The Rolling Stone article, “A Rape on Campus,” was published in November 2014 and told the story of Jackie, a University of Virginia student, who described being brutally gang raped at a fraternity party near the university’s campus.

As criticism of the article mounted, the Columbia School of Journalism published a report railing on Rolling Stone for improperly verifying Jackie’s story. The Charlottesville police later reported they found no evidence to back up the story, leading to Rolling Stone printing a retraction and pulling it down from their website.

While the article disappeared, Eramo had been painted as playing a major role in the university’s ignoring the rape, including discouraging Jackie from reporting it. In the trial, testimony revealed Eramo had actually urged Jackie to go to police.

After the article was published, Eramo was demoted, losing her title as associate dean, and then received a cancer diagnosis, a double-barreled shot that weighed heavily on her life.

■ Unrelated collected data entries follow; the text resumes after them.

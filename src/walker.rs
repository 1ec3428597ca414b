//! # Sub-Tree Discovery and Delegation
//!
//! After its own manifest, an invocation looks below the traversal root for
//! nested manifests. Every directory holding one is a recursion boundary: it
//! becomes a [`RecursionNode`] with a snapshot derived from the parent's,
//! and the walk does not descend into it, since the sub-tree's own worker
//! takes care of everything below.
//!
//! Dot-directories are never entered, which also keeps the walk out of
//! `.git`.

use std::io::Write;
use std::path::{Path, PathBuf};
use std::process::{Command, Stdio};

use log::{debug, warn};
use walkdir::{DirEntry, WalkDir};

use crate::config::ConfigSnapshot;
use crate::error::{Error, Result};
use crate::mode::Mode;
use crate::path::relative_slash_path;

/// A directory holding its own manifest, with the snapshot it inherits.
#[derive(Debug, Clone, PartialEq, Eq)]
pub struct RecursionNode {
    pub dir: PathBuf,
    /// Path from the parent's manifest directory, `/`-separated.
    pub rel: String,
    pub snapshot: ConfigSnapshot,
}

fn is_dot_dir(entry: &DirEntry) -> bool {
    entry
        .file_name()
        .to_str()
        .is_some_and(|name| name.starts_with('.'))
}

/// Find the recursion boundaries below `root`, in file-name order.
///
/// Each node's `rel` is measured from `base`, the directory of the manifest
/// the parent read, so sub-tree paths line up with the parent's entries
/// whichever directory below it the walk starts from.
pub fn discover(
    root: &Path,
    base: &Path,
    list_fn: &str,
    parent: &ConfigSnapshot,
) -> Result<Vec<RecursionNode>> {
    let mut nodes = Vec::new();
    let mut walker = WalkDir::new(root)
        .min_depth(1)
        .sort_by_file_name()
        .into_iter()
        .filter_entry(|e| e.file_type().is_dir() && !is_dot_dir(e));

    while let Some(entry) = walker.next() {
        let entry = match entry {
            Ok(entry) => entry,
            Err(e) => {
                warn!("Skipping unreadable directory: {}", e);
                continue;
            }
        };
        if !entry.path().join(list_fn).is_file() {
            continue;
        }

        let rel = relative_slash_path(base, entry.path())
            .or_else(|| relative_slash_path(root, entry.path()))
            .unwrap_or_default();
        debug!("Found {} in {}", list_fn, rel);
        nodes.push(RecursionNode {
            dir: entry.path().to_path_buf(),
            snapshot: parent.derive_child(&rel),
            rel,
        });
        walker.skip_current_dir();
    }

    Ok(nodes)
}

/// Re-runs the current executable in a sub-tree, streaming it the
/// sub-tree's snapshot.
#[derive(Debug, Clone)]
pub struct ProcessWorker {
    exe: PathBuf,
    /// Global options repeated on every worker's command line.
    global_args: Vec<String>,
    mode: Mode,
    trailing_args: Vec<String>,
}

impl ProcessWorker {
    pub fn new(exe: PathBuf, global_args: Vec<String>, mode: Mode, trailing_args: Vec<String>) -> Self {
        Self {
            exe,
            global_args,
            mode,
            trailing_args,
        }
    }

    /// A worker re-running the binary of the current process.
    pub fn current(global_args: Vec<String>, mode: Mode, trailing_args: Vec<String>) -> Result<Self> {
        Ok(Self::new(std::env::current_exe()?, global_args, mode, trailing_args))
    }

    /// The worker's arguments, after the program name.
    pub fn args(&self) -> Vec<String> {
        let mut args = self.global_args.clone();
        args.push("--config-stdin".to_string());
        args.push(self.mode.as_arg().to_string());
        if !self.trailing_args.is_empty() {
            args.push("--".to_string());
            args.extend(self.trailing_args.iter().cloned());
        }
        args
    }

    /// Run the worker for `node` and wait for it.
    pub fn run(&self, node: &RecursionNode) -> Result<()> {
        let stream = node.snapshot.to_stream()?;
        debug!(
            "Delegating {} to {} {}",
            node.dir.display(),
            self.exe.display(),
            self.args().join(" ")
        );

        let mut child = Command::new(&self.exe)
            .args(self.args())
            .current_dir(&node.dir)
            .stdin(Stdio::piped())
            .spawn()?;
        if let Some(mut stdin) = child.stdin.take() {
            // A worker that exits early closes its end; its status tells the rest.
            if let Err(e) = stdin.write_all(stream.as_bytes()) {
                if e.kind() != std::io::ErrorKind::BrokenPipe {
                    return Err(e.into());
                }
            }
        }
        let status = child.wait()?;

        if status.success() {
            Ok(())
        } else {
            Err(Error::Recursion {
                dir: node.dir.clone(),
                code: status.code(),
            })
        }
    }
}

Before the $3 million payout was announced, Rolling Stone lawyer David Paxton suggested the magazine and Erdely had suffered as much as Eramo, pointing out that she has since been promoted and received raises — and even offered a half-hearted apology Eramo was not quick to buy.

“It took two years and all this to get an apology,” Eramo said. “And I still don’t believe it is a real apology. The regret I see is that they’re in the position they’re in today.”